S’ils n’avaient rien à se reprocher, pourquoi les responsables de l’Agence tunisienne de communication extérieure (Atce) ont-ils détruit, lundi, à la va-vite, des liasses de documents officiels. De quels «crimes» cherchent-ils à effacer les traces?


Il n’est pas facile de nous faire avaler des couleuvres, nous autres journalistes, qui connaissons le système de la maison de Jean Jaurès. Mongi Zidi, qui a ordonné la destruction des documents officiels, a-t-il saisi la portée de son acte?
Interviewé par nos collègues d’Hannibal TV, le directeur général de l’Atce a affirmé, sans ciller: «Ce sont des documents qui ne servent à rien. Il s’agit tout simplement d’une paperasse encombrante et inutile. Mais l’archive est précieusement gardée. L’Atce est une institution publique qui fait vivre 150 familles». On est censé le croire sur parole…

Les gagnants et les perdants
A le prendre aussi au mot, Mongi Zidi, qui a choisi de faire le ménage dans la maison au mauvais moment, a avoué que les journaux «politiquement corrects et disciplinés» ont eu la part du lion des fonds généreusement distribués par l’agence, au détriment des autres supports qui font la tête au pouvoir ou essaient seulement d’exercer en toute indépendance.
Depuis sa création, il y a 20 ans, l’Atce faisait le bon et le mauvais temps dans nos médias. On connaît ceux dont elle a rempli les poches, et ceux qu’elle a ruinés.
Parmi les patrons de journaux les plus choyés du régime, ce sont les disciples d’Abdelwaheb Abdallah qui ont profité à fond des caisses. Ils ont bénéficié des autorisations, des licences, des aides publiques, des budgets publicitaires, etc.
Ne doit-on pas nommer, aujourd’hui, ces patrons de groupes de presse qui ont émargé sur le système Atce? Et qui, aujourd’hui, ont tourné casaque, comme si de rien n’était, avec un opportunisme crasse, qui en dit long sur leur moralité. Sont-ce les archives accusatrices du système et de ses sbires que M. Zidi a voulu faire disparaître?
L’Atce, fondée en 1990, avait la mission de faire mieux connaître la Tunisie à l’extérieur. Des focus payés en devises fortes sur des médias arabes et français, souvent consacrés à Ben Ali, sa Leïla, les Trabelsi, la Tunisie qui gagne… Le tout téléguidé par Abdelwaheb Abdallah et/ou Oussama Romdhani. Des envoyés très spéciaux profitaient du système.
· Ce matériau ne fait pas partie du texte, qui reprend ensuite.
//! Per-playlist sub-diffs.
//!
//! Evaluated for every playlist fetched in both the previous and current
//! cycle, independently of the playlist set itself.

use std::collections::{BTreeMap, HashSet};

use chrono::{DateTime, Utc};

use super::events::{ChangeEvent, EntityKind};
use crate::api::{Member, PlaylistRecord, Track, TrackKey};

/// All differences between two records of the same playlist.
pub fn diff_playlist(
    old: &PlaylistRecord,
    new: &PlaylistRecord,
    now: DateTime<Utc>,
) -> Vec<ChangeEvent> {
    let subject = if new.name.is_empty() {
        new.uri.clone()
    } else {
        new.name.clone()
    };
    let mut events = Vec::new();

    if old.like_count != new.like_count {
        events.push(ChangeEvent::value(
            EntityKind::PlaylistLikes,
            subject.as_str(),
            Some(old.like_count.to_string()),
            Some(new.like_count.to_string()),
        ));
    }

    let (added, removed) = diff_collaborators(&old.collaborators, &new.collaborators);
    if !added.is_empty() || !removed.is_empty() {
        events.push(ChangeEvent::membership(
            EntityKind::PlaylistCollaborators,
            subject.as_str(),
            (old.collaborators.len() as u64, new.collaborators.len() as u64),
            added,
            removed,
        ));
    }

    let (added, removed) = diff_tracks(&old.tracks, &new.tracks);
    if !added.is_empty() || !removed.is_empty() {
        events.push(ChangeEvent::membership(
            EntityKind::PlaylistTracks,
            subject.as_str(),
            (old.track_count, new.track_count),
            added,
            removed,
        ));
    }

    if old.name != new.name {
        events.push(ChangeEvent::value(
            EntityKind::PlaylistName,
            subject.as_str(),
            Some(old.name.clone()),
            Some(new.name.clone()),
        ));
    }

    if old.description != new.description {
        events.push(ChangeEvent::value(
            EntityKind::PlaylistDescription,
            subject.as_str(),
            Some(old.description.clone()),
            Some(new.description.clone()),
        ));
    }

    events
        .into_iter()
        .map(|event| event.with_timestamp(now))
        .collect()
}

fn diff_collaborators(
    old: &BTreeMap<String, String>,
    new: &BTreeMap<String, String>,
) -> (Vec<Member>, Vec<Member>) {
    let added = new
        .iter()
        .filter(|(id, _)| !old.contains_key(*id))
        .map(|(id, name)| Member::new(id.as_str(), name.as_str()))
        .collect();
    let removed = old
        .iter()
        .filter(|(id, _)| !new.contains_key(*id))
        .map(|(id, name)| Member::new(id.as_str(), name.as_str()))
        .collect();
    (added, removed)
}

/// Tracks are reported as members keyed by URI and labelled "artist - title".
fn diff_tracks(old: &[Track], new: &[Track]) -> (Vec<Member>, Vec<Member>) {
    let old_keys: HashSet<TrackKey> = old.iter().map(Track::identity).collect();
    let new_keys: HashSet<TrackKey> = new.iter().map(Track::identity).collect();

    let to_member = |t: &Track| Member::new(t.uri.as_str(), t.label());
    let added = new
        .iter()
        .filter(|t| !old_keys.contains(&t.identity()))
        .map(to_member)
        .collect();
    let removed = old
        .iter()
        .filter(|t| !new_keys.contains(&t.identity()))
        .map(to_member)
        .collect();
    (added, removed)
}
//! Persistence for OAuth tokens.
//!
//! Both OAuth backends keep their token in the session cache; when a cache
//! file is configured the token is also written to disk so a restart can skip
//! the token exchange (and, for the authorization-code flow, the interactive
//! bootstrap).

use std::path::PathBuf;

use async_trait::async_trait;
use chrono::{DateTime, Utc};
use serde::{Deserialize, Serialize};
use tracing::debug;

use super::error::CredentialError;

#[derive(Clone, PartialEq, Eq, Serialize, Deserialize)]
pub struct StoredToken {
    pub access_token: String,
    #[serde(default, skip_serializing_if = "Option::is_none")]
    pub refresh_token: Option<String>,
    pub expires_at: DateTime<Utc>,
}

impl std::fmt::Debug for StoredToken {
    fn fmt(&self, f: &mut std::fmt::Formatter<'_>) -> std::fmt::Result {
        f.debug_struct("StoredToken")
            .field("has_refresh_token", &self.refresh_token.is_some())
            .field("expires_at", &self.expires_at)
            .finish()
    }
}

#[async_trait]
pub trait CredentialStore: Send + Sync {
    async fn load(&self) -> Result<Option<StoredToken>, CredentialError>;

    async fn save(&self, token: &StoredToken) -> Result<(), CredentialError>;
}

/// JSON file store, rewritten in full after every exchange or refresh.
pub struct JsonFileStore {
    path: PathBuf,
}

impl JsonFileStore {
    pub fn new(path: impl Into<PathBuf>) -> Self {
        Self { path: path.into() }
    }
}

#[async_trait]
impl CredentialStore for JsonFileStore {
    async fn load(&self) -> Result<Option<StoredToken>, CredentialError> {
        let bytes = match tokio::fs::read(&self.path).await {
            Ok(bytes) => bytes,
            Err(e) if e.kind() == std::io::ErrorKind::NotFound => return Ok(None),
            Err(e) => return Err(e.into()),
        };
        let token = serde_json::from_slice(&bytes)?;
        debug!(path = %self.path.display(), "Loaded cached OAuth token");
        Ok(Some(token))
    }

    async fn save(&self, token: &StoredToken) -> Result<(), CredentialError> {
        let json = serde_json::to_vec_pretty(token)?;
        crate::utils::fs::write_atomic(&self.path, &json)
            .await
            .map_err(|e| CredentialError::Configuration(e.to_string()))?;
        debug!(path = %self.path.display(), "Persisted OAuth token");
        Ok(())
    }
}

#[cfg(test)]
mod tests {
    use super::*;

    #[tokio::test]
    async fn test_json_file_store_roundtrip() {
        let dir = tempfile::tempdir().unwrap();
        let store = JsonFileStore::new(dir.path().join("oauth.json"));

        assert!(store.load().await.unwrap().is_none());

        let token = StoredToken {
            access_token: "access".into(),
            refresh_token: Some("refresh".into()),
            expires_at: Utc::now(),
        };
        store.save(&token).await.unwrap();
        assert_eq!(store.load().await.unwrap(), Some(token));
    }

    #[tokio::test]
    async fn test_corrupt_cache_is_an_error() {
        let dir = tempfile::tempdir().unwrap();
        let path = dir.path().join("oauth.json");
        std::fs::write(&path, b"not json").unwrap();

        let err = JsonFileStore::new(path).load().await.unwrap_err();
        assert!(matches!(err, CredentialError::Json(_)));
    }
}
Les complices se reconnaîtront!
Et si on regardait un peu la liste des invités qui venaient, parfois plusieurs fois l’année, pour couvrir les anniversaires du 7 novembre, les pseudo-élections, le pèlerinage de la Ghriba, etc.? Combien cela coutait-il aux contribuables? Qu’est-ce qu’on n’apprendrait pas sur les pratiques pas très orthodoxes auxquelles s’adonnaient les propagandistes du système Ben Ali?

Un système de ristourne
Les mauvaises langues parlent d’un système de ristourne (ou rétro-commission) qui rémunère, en même temps que les journaux étrangers «achetés», les donneurs d’ordres locaux.   
La commission d’enquête sur la corruption, présidée par Abdelfattah Amor, serait bien inspiré de mettre l’Atce dans son viseur, car cette agence est au cœur du système corrupteur et corrompu mis en place par l’ex-président et géré par ses porte-voix de service.

Z. A.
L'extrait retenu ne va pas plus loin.